El fenómeno astronómico se destacará por ubicarse más alto de lo habitual en el cielo. Qué cambios podría traer esta luna llena.
El fenómeno conocido como la Luna de Fresa, es uno de los más esperados del año ya que es la primera tras el solsticio de junio, un evento astronómico que además de su atractivo visual, está rodeado de simbolismo.
Tradicionalmente se la vincula con la abundancia, la dulzura y el momento en que comienzan a verse los frutos de los esfuerzos realizados.
El fenómeno astronómico se podrá disfrutar a simple vista y se destacará por ubicarse más alto de lo habitual en el firmamento nocturno.
Esta luna llena se mantendrá baja en el cielo del hemisferio norte, aparecerá más alta de lo habitual en el hemisferio sur y el plenilunio alcanzará su punto máximo a las 20.56, hora argentina, mientras que podrá observarse desde todo el país si hay buenas condiciones meteorológicas.

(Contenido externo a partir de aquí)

//! Closed address intervals over the 32-bit space.

use std::cmp::Ordering;

use crate::error::HexError;

/// A closed interval `[start, end]` of 32-bit addresses, or the
/// distinguished empty region.
///
/// The empty region is the unique value with `start > end`; both public
/// constructors normalize their inputs, so every non-empty region satisfies
/// `start <= end`. Ordering places the empty region before all others, then
/// compares by `start`, then by `end`.
#[derive(Clone, Copy, Debug, PartialEq, Eq, Hash)]
pub struct MemoryRegion {
    start: u32,
    end: u32,
}

impl MemoryRegion {
    /// The distinguished empty region.
    pub const EMPTY: MemoryRegion = MemoryRegion { start: 1, end: 0 };

    /// Region covering `[start, end]`; a reversed pair is swapped.
    pub fn new(start: u32, end: u32) -> Self {
        if start <= end {
            MemoryRegion { start, end }
        } else {
            MemoryRegion { start: end, end: start }
        }
    }

    /// Region covering `size` bytes from `start`. Rejects spans that would
    /// wrap past the 32-bit boundary; a zero size yields the empty region.
    pub fn with_size(start: u32, size: u64) -> Result<Self, HexError> {
        if size == 0 {
            return Ok(MemoryRegion::EMPTY);
        }
        let last = (start as u64)
            .checked_add(size - 1)
            .filter(|&last| last <= u32::MAX as u64)
            .ok_or_else(|| {
                HexError::range(format!("region {start:#010X}+{size} wraps past 2^32"))
            })?;
        Ok(MemoryRegion {
            start,
            end: last as u32,
        })
    }

    #[inline]
    pub fn is_empty(&self) -> bool {
        self.start > self.end
    }

    /// First address. Meaningful only for non-empty regions.
    #[inline]
    pub fn start(&self) -> u32 {
        self.start
    }

    /// Last address. Meaningful only for non-empty regions.
    #[inline]
    pub fn end(&self) -> u32 {
        self.end
    }

    /// Number of addresses covered; up to 2^32, hence `u64`.
    #[inline]
    pub fn size(&self) -> u64 {
        if self.is_empty() {
            0
        } else {
            self.end as u64 - self.start as u64 + 1
        }
    }

    #[inline]
    pub fn contains(&self, addr: u32) -> bool {
        !self.is_empty() && self.start <= addr && addr <= self.end
    }

    pub fn contains_region(&self, other: &MemoryRegion) -> bool {
        if other.is_empty() {
            return true;
        }
        !self.is_empty() && self.start <= other.start && other.end <= self.end
    }

    pub fn intersects(&self, other: &MemoryRegion) -> bool {
        !self.intersection(other).is_empty()
    }

    /// Overlap of two regions, possibly empty.
    pub fn intersection(&self, other: &MemoryRegion) -> MemoryRegion {
        if self.is_empty() || other.is_empty() {
            return MemoryRegion::EMPTY;
        }
        let start = self.start.max(other.start);
        let end = self.end.min(other.end);
        if start <= end {
            MemoryRegion { start, end }
        } else {
            MemoryRegion::EMPTY
        }
    }

    /// Smallest region covering both operands (the hull, not the set union).
    pub fn union(&self, other: &MemoryRegion) -> MemoryRegion {
        if self.is_empty() {
            return *other;
        }
        if other.is_empty() {
            return *self;
        }
        MemoryRegion {
            start: self.start.min(other.start),
            end: self.end.max(other.end),
        }
    }

    /// True when the two regions touch without a gap (`[0,3]` and `[4,9]`).
    pub fn adjacent_to(&self, other: &MemoryRegion) -> bool {
        if self.is_empty() || other.is_empty() {
            return false;
        }
        (self.end != u32::MAX && self.end + 1 == other.start)
            || (other.end != u32::MAX && other.end + 1 == self.start)
    }
}

impl Ord for MemoryRegion {
    fn cmp(&self, other: &Self) -> Ordering {
        match (self.is_empty(), other.is_empty()) {
            (true, true) => Ordering::Equal,
            (true, false) => Ordering::Less,
            (false, true) => Ordering::Greater,
            (false, false) => self
                .start
                .cmp(&other.start)
                .then(self.end.cmp(&other.end)),
        }
    }
}

impl PartialOrd for MemoryRegion {
    fn partial_cmp(&self, other: &Self) -> Option<Ordering> {
        Some(self.cmp(other))
    }
}

impl std::fmt::Display for MemoryRegion {
    fn fmt(&self, f: &mut std::fmt::Formatter<'_>) -> std::fmt::Result {
        if self.is_empty() {
            write!(f, "[empty]")
        } else {
            write!(f, "[{:#010X}..{:#010X}]", self.start, self.end)
        }
    }
}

Se trata del momento en el que la alineación perfecta entre el Sol, la Tierra y nuestro satélite natural se completará, permitiendo que la cara visible de la Luna reciba la iluminación solar de forma directa.
La salida de la Luna será un buen momento para sacar fotos, porque podría verse dorada, naranja o, incluso, rojiza y, para disfrutar de este espectáculo natural no se necesita equipamiento especial, pero es recomendable encontrar un lugar con buena visibilidad del horizonte, alejado de la contaminación lumínica y a la mayor altura posible.

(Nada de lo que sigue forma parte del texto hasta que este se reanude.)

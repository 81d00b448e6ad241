// Semantic laws of the sparse memory map, exercised through the public
// API only.

use hexmap::{MemoryMap, MemoryRegion};

#[test]
fn organize_is_idempotent() {
    let mut map = MemoryMap::new();
    map.set_suppress_organize(true);
    for i in 0u32..64 {
        map.insert(i * 3, &[i as u8]).unwrap();
    }
    map.insert(1, &[0xEE]).unwrap();
    map.organize();
    let first = map.regions();
    map.organize();
    assert_eq!(map.regions(), first);
}

#[test]
fn insert_fetch_round_trip() {
    let bytes: Vec<u8> = (0u8..100).collect();
    let mut map = MemoryMap::new();
    map.insert(0x4000, &bytes).unwrap();
    let region = MemoryRegion::new(0x4000, 0x4063);
    assert_eq!(map.fetch(region).unwrap().data().as_slice(), &bytes[..]);
    let window = map.window(region).unwrap();
    assert_eq!(window.implemented_count(), 100);
}

#[test]
fn overlapping_insert_wins() {
    let mut map = MemoryMap::new();
    map.insert(0x10, &[1; 8]).unwrap();
    map.insert(0x10, &[2; 8]).unwrap();
    assert_eq!(
        map.fetch(MemoryRegion::new(0x10, 0x17)).unwrap().data().as_slice(),
        &[2; 8]
    );
}

#[test]
fn delete_then_contains_is_false() {
    let mut map = MemoryMap::new();
    map.insert(0x100, &[7; 32]).unwrap();
    map.delete(MemoryRegion::new(0x100, 0x11F)).unwrap();
    assert!((0x100..0x120).all(|a| !map.contains(a)));
    assert_eq!(map.block_count(), 0);
}

#[test]
fn adjacent_runs_become_one_block() {
    let mut map = MemoryMap::new();
    map.insert(0x1000, &[1; 40]).unwrap();
    map.insert(0x1028, &[2; 24]).unwrap();
    assert_eq!(map.block_count(), 1);
    assert_eq!(map.size(), 64);
}

#[test]
fn size_is_sum_of_region_sizes() {
    let mut map = MemoryMap::new();
    map.insert(0, &[1; 10]).unwrap();
    map.insert(0x100, &[1; 20]).unwrap();
    map.insert(0x5, &[1; 10]).unwrap(); // overlaps the first run
    let total: u64 = map.regions().iter().map(|r| r.size()).sum();
    assert_eq!(map.size(), total);
    assert_eq!(total, 35);
}

#[test]
fn overlaps_agrees_with_intersections() {
    let mut map = MemoryMap::new();
    map.insert(50, &[1; 10]).unwrap();
    for probe in [
        MemoryRegion::new(0, 49),
        MemoryRegion::new(0, 50),
        MemoryRegion::new(55, 200),
        MemoryRegion::new(60, 200),
    ] {
        assert_eq!(
            map.overlaps(probe),
            map.intersect_regions(probe).len() > 0,
            "{probe}"
        );
    }
}

/// The bulk-load scenario: ten thousand isolated single-byte blocks, then
/// the gaps filled in, collapsing everything into one block.
#[test]
fn interleaved_stress() {
    let mut map = MemoryMap::new();
    map.set_suppress_organize(true);

    for addr in (0u32..20_000).step_by(2) {
        map.insert(addr, &[(addr & 0xFF) as u8]).unwrap();
    }
    assert_eq!(map.block_count(), 10_000);
    assert_eq!(map.size(), 10_000);

    for addr in (1u32..19_998).step_by(2) {
        map.insert(addr, &[(addr & 0xFF) as u8]).unwrap();
    }
    map.organize();
    assert_eq!(map.block_count(), 1);
    assert_eq!(map.size(), 19_999);
    assert_eq!(map.start_address(), Some(0));
    assert_eq!(map.end_address(), Some(19_998));

    // Spot-check content survived the merge.
    assert_eq!(map.get(11_111), (11_111 & 0xFF) as u8);
    assert_eq!(map.get(0), 0);
}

El nombre de la Luna de Fresa no está vinculado con un cambio de color del satélite. La Luna de Fresa debe su nombre a la tradición de los pueblos indígenas de Norteamérica que la asociaban con la cosecha de fresas silvestres y se trata de una luna de recolección, de ver qué frutos dieron nuestro esfuerzo.
Por ese motivo, no se espera que la Luna se vuelva rosa, roja o fucsia. Puede adquirir tonos anaranjados cuando se encuentra cerca del horizonte, pero ese efecto se produce por la atmósfera terrestre y no por una modificación propia del fenómeno.
En otras tradiciones, este plenilunio también recibe nombres como Luna de Miel o Luna del Hidromiel. La de este lunes será la primera Luna llena posterior al comienzo del invierno en el hemisferio sur y podrá disfrutarse a simple vista durante gran parte de la noche.
Según la astrología, la Luna de Fresa en esta oportunidad se da en el signo de Capricornio, el cual es el de la disciplina, las metas y la responsabilidad y que puede llevar a preguntarnos si estamos construyendo la vida que deseamos o estamos sobreviviendo entre tareas varias y trabajo.
La Luna de Fresa tiene una energía que se asocia con la maduración, la dulzura, la abundancia y aquello que empieza a dar frutos, mientras que puede sentirse muy emocional, ya que puede traer sensibilidad, sueños intensos, recuerdos, cansancio y ganas de cerrar etapas.
Algunas personas sentirán que lo que se venía sosteniendo en silencio puede sentirse más fuerte bajo esta luna porque la Luna Llena ilumina y muestra, mientras que es una luna ideal para preguntarse qué energía queremos soltar, qué ciclo ya maduró, qué necesitamos limpiar y que nos permitimos recibir
Esta Luna Llena llega para iluminar todo lo que empezó a acomodarse, eso que se venía sembrando hace meses y ahora puede dar señales, se reactivan caminos que parecían dormidos y vuelven oportunidades listas para retomarse y también concluirse.